+++ Recorded data +++
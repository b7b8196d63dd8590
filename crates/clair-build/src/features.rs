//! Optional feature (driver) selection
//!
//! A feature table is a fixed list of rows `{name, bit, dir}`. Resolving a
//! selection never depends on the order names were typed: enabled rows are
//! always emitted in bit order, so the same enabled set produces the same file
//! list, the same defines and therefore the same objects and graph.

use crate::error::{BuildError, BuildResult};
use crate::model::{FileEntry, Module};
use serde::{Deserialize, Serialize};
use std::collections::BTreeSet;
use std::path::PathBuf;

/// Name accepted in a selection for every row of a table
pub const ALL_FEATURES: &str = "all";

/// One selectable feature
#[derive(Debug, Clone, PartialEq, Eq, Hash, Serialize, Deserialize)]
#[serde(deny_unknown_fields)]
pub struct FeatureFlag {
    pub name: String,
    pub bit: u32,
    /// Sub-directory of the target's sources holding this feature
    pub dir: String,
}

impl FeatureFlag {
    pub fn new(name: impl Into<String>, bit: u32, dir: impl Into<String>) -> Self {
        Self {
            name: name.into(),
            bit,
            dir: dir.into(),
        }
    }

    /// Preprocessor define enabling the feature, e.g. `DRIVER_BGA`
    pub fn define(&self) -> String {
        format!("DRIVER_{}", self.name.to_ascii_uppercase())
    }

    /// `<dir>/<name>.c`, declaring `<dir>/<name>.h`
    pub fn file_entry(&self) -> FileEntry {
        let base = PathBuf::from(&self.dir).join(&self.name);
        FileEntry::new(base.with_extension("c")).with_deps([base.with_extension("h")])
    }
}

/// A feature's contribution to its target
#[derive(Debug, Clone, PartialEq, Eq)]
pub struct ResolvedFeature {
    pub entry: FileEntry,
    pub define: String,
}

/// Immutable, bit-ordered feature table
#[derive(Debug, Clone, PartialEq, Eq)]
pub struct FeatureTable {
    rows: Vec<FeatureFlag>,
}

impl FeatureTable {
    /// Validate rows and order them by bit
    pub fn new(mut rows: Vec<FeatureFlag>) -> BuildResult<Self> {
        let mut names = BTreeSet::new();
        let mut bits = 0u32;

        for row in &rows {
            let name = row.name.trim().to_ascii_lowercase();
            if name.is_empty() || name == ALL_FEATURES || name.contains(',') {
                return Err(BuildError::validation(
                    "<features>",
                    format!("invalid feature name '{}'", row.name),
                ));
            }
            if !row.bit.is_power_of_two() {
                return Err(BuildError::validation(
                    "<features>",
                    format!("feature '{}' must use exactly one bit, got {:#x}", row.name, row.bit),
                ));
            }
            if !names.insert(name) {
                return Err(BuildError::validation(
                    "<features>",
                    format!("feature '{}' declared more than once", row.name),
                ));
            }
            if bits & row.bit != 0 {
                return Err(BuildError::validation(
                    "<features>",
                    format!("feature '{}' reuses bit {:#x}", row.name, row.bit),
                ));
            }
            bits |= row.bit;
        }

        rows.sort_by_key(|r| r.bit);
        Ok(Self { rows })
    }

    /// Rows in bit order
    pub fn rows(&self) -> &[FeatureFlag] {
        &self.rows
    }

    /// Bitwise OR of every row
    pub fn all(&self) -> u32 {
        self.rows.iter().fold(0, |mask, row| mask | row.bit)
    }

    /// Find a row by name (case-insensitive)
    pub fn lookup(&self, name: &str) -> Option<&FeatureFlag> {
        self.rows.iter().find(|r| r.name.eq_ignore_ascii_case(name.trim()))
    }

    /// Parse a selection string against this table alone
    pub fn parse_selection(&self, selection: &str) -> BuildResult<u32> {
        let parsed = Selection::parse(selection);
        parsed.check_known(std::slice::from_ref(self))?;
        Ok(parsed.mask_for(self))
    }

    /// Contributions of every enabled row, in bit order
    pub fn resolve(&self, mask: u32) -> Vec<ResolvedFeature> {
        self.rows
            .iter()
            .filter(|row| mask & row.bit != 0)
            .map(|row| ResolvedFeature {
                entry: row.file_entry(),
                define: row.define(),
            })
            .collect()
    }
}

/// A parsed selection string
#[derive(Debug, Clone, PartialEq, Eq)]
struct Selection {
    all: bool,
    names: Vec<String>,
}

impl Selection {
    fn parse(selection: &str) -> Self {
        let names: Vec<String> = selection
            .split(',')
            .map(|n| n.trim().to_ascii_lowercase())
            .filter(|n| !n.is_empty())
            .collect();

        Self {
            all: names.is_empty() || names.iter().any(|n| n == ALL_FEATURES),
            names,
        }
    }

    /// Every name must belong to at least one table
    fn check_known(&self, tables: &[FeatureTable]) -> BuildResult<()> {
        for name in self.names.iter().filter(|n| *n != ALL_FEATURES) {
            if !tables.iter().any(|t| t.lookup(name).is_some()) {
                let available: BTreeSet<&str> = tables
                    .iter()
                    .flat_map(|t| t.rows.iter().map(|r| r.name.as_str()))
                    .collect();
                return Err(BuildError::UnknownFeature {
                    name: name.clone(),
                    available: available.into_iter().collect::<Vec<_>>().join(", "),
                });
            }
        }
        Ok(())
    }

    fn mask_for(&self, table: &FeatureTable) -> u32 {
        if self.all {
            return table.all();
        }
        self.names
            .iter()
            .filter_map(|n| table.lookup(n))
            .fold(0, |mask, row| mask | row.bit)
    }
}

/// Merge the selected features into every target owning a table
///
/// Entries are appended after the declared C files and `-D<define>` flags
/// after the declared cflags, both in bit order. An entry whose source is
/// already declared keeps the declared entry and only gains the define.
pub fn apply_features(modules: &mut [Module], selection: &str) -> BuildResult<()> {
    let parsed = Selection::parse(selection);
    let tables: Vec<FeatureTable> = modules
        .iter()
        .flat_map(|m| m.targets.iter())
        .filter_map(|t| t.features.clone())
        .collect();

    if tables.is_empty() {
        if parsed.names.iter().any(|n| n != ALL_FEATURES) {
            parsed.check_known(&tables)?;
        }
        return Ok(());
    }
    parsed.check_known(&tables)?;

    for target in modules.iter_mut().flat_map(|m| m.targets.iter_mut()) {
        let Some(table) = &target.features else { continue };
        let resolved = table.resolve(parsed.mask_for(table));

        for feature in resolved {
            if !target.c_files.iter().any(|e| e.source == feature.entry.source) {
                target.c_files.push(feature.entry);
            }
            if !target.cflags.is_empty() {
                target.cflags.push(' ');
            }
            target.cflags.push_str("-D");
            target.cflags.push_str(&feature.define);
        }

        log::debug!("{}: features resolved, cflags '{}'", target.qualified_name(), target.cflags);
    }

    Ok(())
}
+++
• **Task**
Your task is to gather all lines from the entries above that hold the word "parsed".

• **Completed exercise**
        let parsed = Selection::parse(selection);
        parsed.check_known(std::slice::from_ref(self))?;
        Ok(parsed.mask_for(self))
/// A parsed selection string
    let parsed = Selection::parse(selection);
        if parsed.names.iter().any(|n| n != ALL_FEATURES) {
            parsed.check_known(&tables)?;
    parsed.check_known(&tables)?;
        let resolved = table.resolve(parsed.mask_for(table));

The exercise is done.